• **EXERCISE BRIEF**
Return every line in the entries below where the word "field" shows up.

[Stored data entries]
- Opening Delimiter -
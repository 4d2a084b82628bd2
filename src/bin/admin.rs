//! CLI administration tool for the Kaivora API.
//!
//! Provides commands for managing users, inspecting items, and performing
//! database operations without going through the HTTP API.
//!
//! # Usage
//!
//! ```bash
//! # Create a user (prompts for missing values)
//! cargo run --bin admin -- user create --username carlos --email carlos@kaivora.org
//!
//! # List all users
//! cargo run --bin admin -- user list
//!
//! # List items
//! cargo run --bin admin -- items list --skip 0 --limit 20
//!
//! # Check database connection / show info / apply migrations
//! cargo run --bin admin -- db check
//! cargo run --bin admin -- db info
//! cargo run --bin admin -- db migrate
//! ```
//!
//! # Environment Variables
//!
//! - `DATABASE_URL`, or `DB_HOST`/`DB_PORT`/`DB_USER`/`DB_PASSWORD`/`DB_NAME`

use kaivora_api::api::dto::auth::RegisterRequest;
use kaivora_api::config::{Config, mask_connection_string};
use kaivora_api::domain::entities::NewUser;
use kaivora_api::domain::repositories::{ItemRepository, UserRepository};
use kaivora_api::error::AppError;
use kaivora_api::infrastructure::persistence::{
    PgItemRepository, PgUserRepository, ping, run_migrations,
};
use kaivora_api::utils::password::hash_password;

use anyhow::{Context, Result};
use clap::{Parser, Subcommand};
use colored::*;
use dialoguer::{Confirm, Input, Password};
use sqlx::PgPool;
use std::sync::Arc;
use validator::Validate;

/// CLI tool for managing the Kaivora API.
#[derive(Parser)]
#[command(name = "admin")]
#[command(author, version, about, long_about = None)]
struct Cli {
    #[command(subcommand)]
    command: Commands,
}

/// Top-level command groups.
#[derive(Subcommand)]
enum Commands {
    /// Manage user accounts
    User {
        #[command(subcommand)]
        action: UserAction,
    },

    /// Inspect items
    Items {
        #[command(subcommand)]
        action: ItemsAction,
    },

    /// Database operations
    Db {
        #[command(subcommand)]
        action: DbAction,
    },
}

#[derive(Subcommand)]
enum UserAction {
    /// Create a new user
    Create {
        #[arg(short, long)]
        username: Option<String>,

        #[arg(short, long)]
        email: Option<String>,

        /// Skip confirmation prompt
        #[arg(short = 'y', long)]
        yes: bool,
    },

    /// List all users
    List,
}

#[derive(Subcommand)]
enum ItemsAction {
    /// List items in creation order
    List {
        #[arg(long, default_value_t = 0)]
        skip: u64,

        #[arg(long, default_value_t = 100)]
        limit: u64,
    },
}

/// Database operation subcommands.
#[derive(Subcommand)]
enum DbAction {
    /// Check database connection
    Check,

    /// Show database info
    Info,

    /// Apply pending migrations
    Migrate,
}

#[tokio::main]
async fn main() -> Result<()> {
    dotenvy::dotenv().ok();

    let cli = Cli::parse();

    let database_url = Config::load_database_url()?
        .context("DATABASE_URL or DB_USER/DB_PASSWORD/DB_NAME must be set")?;

    let pool = PgPool::connect(&database_url)
        .await
        .with_context(|| {
            format!(
                "Failed to connect to database {}",
                mask_connection_string(&database_url)
            )
        })?;

    match cli.command {
        Commands::User { action } => handle_user_action(action, &pool).await?,
        Commands::Items { action } => handle_items_action(action, &pool).await?,
        Commands::Db { action } => handle_db_action(action, &pool).await?,
    }

    Ok(())
}

/// Turns a service error into a CLI error with its message and details.
fn cli_error(context: &str, e: AppError) -> anyhow::Error {
    anyhow::anyhow!("{}: {}", context, e)
}

async fn handle_user_action(action: UserAction, pool: &PgPool) -> Result<()> {
    let repo = PgUserRepository::new(Arc::new(pool.clone()));

    match action {
        UserAction::Create {
            username,
            email,
            yes,
        } => create_user(&repo, username, email, yes).await,
        UserAction::List => list_users(&repo).await,
    }
}

/// Creates a user with interactive prompts.
///
/// Input goes through the same rules as `POST /auth/register`. The password
/// is read without echo and stored only as an Argon2 hash.
async fn create_user(
    repo: &PgUserRepository,
    username: Option<String>,
    email: Option<String>,
    skip_confirm: bool,
) -> Result<()> {
    println!("{}", "👤 Create User".bright_blue().bold());
    println!();

    let username = match username {
        Some(u) => u,
        None => Input::new().with_prompt("Username").interact_text()?,
    };
    let email = match email {
        Some(e) => e,
        None => Input::new().with_prompt("Email").interact_text()?,
    };
    let password = Password::new()
        .with_prompt("Password")
        .with_confirmation("Repeat password", "Passwords do not match")
        .interact()?;

    let request = RegisterRequest {
        username,
        email,
        password,
    };
    if let Err(errors) = request.validate() {
        for (field, errs) in errors.field_errors() {
            for err in errs.iter() {
                let message = err
                    .message
                    .as_ref()
                    .map(|m| m.to_string())
                    .unwrap_or_else(|| err.code.to_string());
                println!("  {} {}: {}", "✗".red(), field.yellow(), message);
            }
        }
        anyhow::bail!("Invalid user data");
    }

    println!();
    println!("  Username: {}", request.username.cyan());
    println!("  Email:    {}", request.email.cyan());
    println!();

    if !skip_confirm {
        let confirmed = Confirm::new()
            .with_prompt("Create this user?")
            .default(true)
            .interact()?;

        if !confirmed {
            println!("{}", "❌ Cancelled".red());
            return Ok(());
        }
    }

    let hashed_password = hash_password(&request.password)?;

    let user = repo
        .create(NewUser {
            username: request.username,
            email: request.email,
            hashed_password,
        })
        .await
        .map_err(|e| cli_error("Failed to create user", e))?;

    println!();
    println!(
        "{} {}",
        "✅ User created with ID".green().bold(),
        user.id.to_string().bright_white().bold()
    );
    println!();
    println!("{}", "Get a token with:".bright_white());
    println!(
        "  curl -X POST -d 'username={}&password=...' http://localhost:8000/auth/login",
        user.username.bright_yellow()
    );
    println!();

    Ok(())
}

/// Lists all users.
///
/// # Output Format
///
/// ```text
/// 📋 Users
///
///   ID  Username             Email                          Created
///   ─────────────────────────────────────────────────────────────────────────
///   1   carlos               carlos@kaivora.org             2026-01-15 10:30
/// ```
async fn list_users(repo: &PgUserRepository) -> Result<()> {
    println!("{}", "📋 Users".bright_blue().bold());
    println!();

    let users = repo
        .list()
        .await
        .map_err(|e| cli_error("Failed to list users", e))?;

    if users.is_empty() {
        println!("{}", "  No users found".yellow());
        println!();
        println!(
            "  Create one with: {} admin user create",
            "cargo run --bin".bright_cyan()
        );
        return Ok(());
    }

    println!(
        "  {:<4} {:<20} {:<30} {:<16}",
        "ID".bright_white().bold(),
        "Username".bright_white().bold(),
        "Email".bright_white().bold(),
        "Created".bright_white().bold()
    );
    println!("  {}", "─".repeat(73).bright_black());

    for user in &users {
        println!(
            "  {:<4} {:<20} {:<30} {}",
            user.id.to_string().bright_black(),
            user.username.cyan(),
            user.email,
            user.created_at
                .format("%Y-%m-%d %H:%M")
                .to_string()
                .bright_black()
        );
    }

    println!();
    println!("  Total: {}", users.len().to_string().bright_white().bold());
    println!();

    Ok(())
}

async fn handle_items_action(action: ItemsAction, pool: &PgPool) -> Result<()> {
    let repo = PgItemRepository::new(Arc::new(pool.clone()));

    match action {
        ItemsAction::List { skip, limit } => {
            println!("{}", "📦 Items".bright_blue().bold());
            println!();

            let items = repo
                .list(skip, limit)
                .await
                .map_err(|e| cli_error("Failed to list items", e))?;
            let total = repo
                .count()
                .await
                .map_err(|e| cli_error("Failed to count items", e))?;

            if items.is_empty() {
                println!("{}", "  No items in this range".yellow());
                println!();
                println!("  Total stored: {}", total.to_string().bright_white());
                return Ok(());
            }

            println!(
                "  {:<6} {:<32} {:>10} {:<8}",
                "ID".bright_white().bold(),
                "Name".bright_white().bold(),
                "Price".bright_white().bold(),
                "Status".bright_white().bold()
            );
            println!("  {}", "─".repeat(60).bright_black());

            for item in &items {
                let status = if item.is_active {
                    "ACTIVE".green()
                } else {
                    "INACTIVE".red()
                };

                println!(
                    "  {:<6} {:<32} {:>10.2} {}",
                    item.id.to_string().bright_black(),
                    item.name.cyan(),
                    item.price,
                    status
                );
            }

            println!();
            println!(
                "  Showing {} of {}",
                items.len().to_string().bright_white().bold(),
                total.to_string().bright_white().bold()
            );
            println!();
        }
    }

    Ok(())
}

/// Handles database diagnostic commands.
async fn handle_db_action(action: DbAction, pool: &PgPool) -> Result<()> {
    match action {
        DbAction::Check => {
            println!("{}", "🔍 Checking database connection...".bright_blue());

            ping(pool).await?;

            println!("{}", "✅ Database connection OK".green().bold());
        }
        DbAction::Info => {
            println!("{}", "ℹ️  Database Information".bright_blue().bold());
            println!();

            let version: String = sqlx::query_scalar("SELECT version()")
                .fetch_one(pool)
                .await?;
            let items: i64 = sqlx::query_scalar("SELECT COUNT(*) FROM items")
                .fetch_one(pool)
                .await
                .context("items table missing; run `admin db migrate`")?;
            let users: i64 = sqlx::query_scalar("SELECT COUNT(*) FROM users")
                .fetch_one(pool)
                .await
                .context("users table missing; run `admin db migrate`")?;

            println!("  PostgreSQL: {}", version.bright_white());
            println!("  Items:      {}", items.to_string().bright_green().bold());
            println!("  Users:      {}", users.to_string().bright_green().bold());
            println!();
        }
        DbAction::Migrate => {
            println!("{}", "🛠  Applying migrations...".bright_blue());

            run_migrations(pool).await?;

            println!("{}", "✅ Migrations applied".green().bold());
        }
    }

    Ok(())
}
- Closing Delimiter -
• **OUTPUT**
        for (field, errs) in errors.field_errors() {
                println!("  {} {}: {}", "✗".red(), field.yellow(), message);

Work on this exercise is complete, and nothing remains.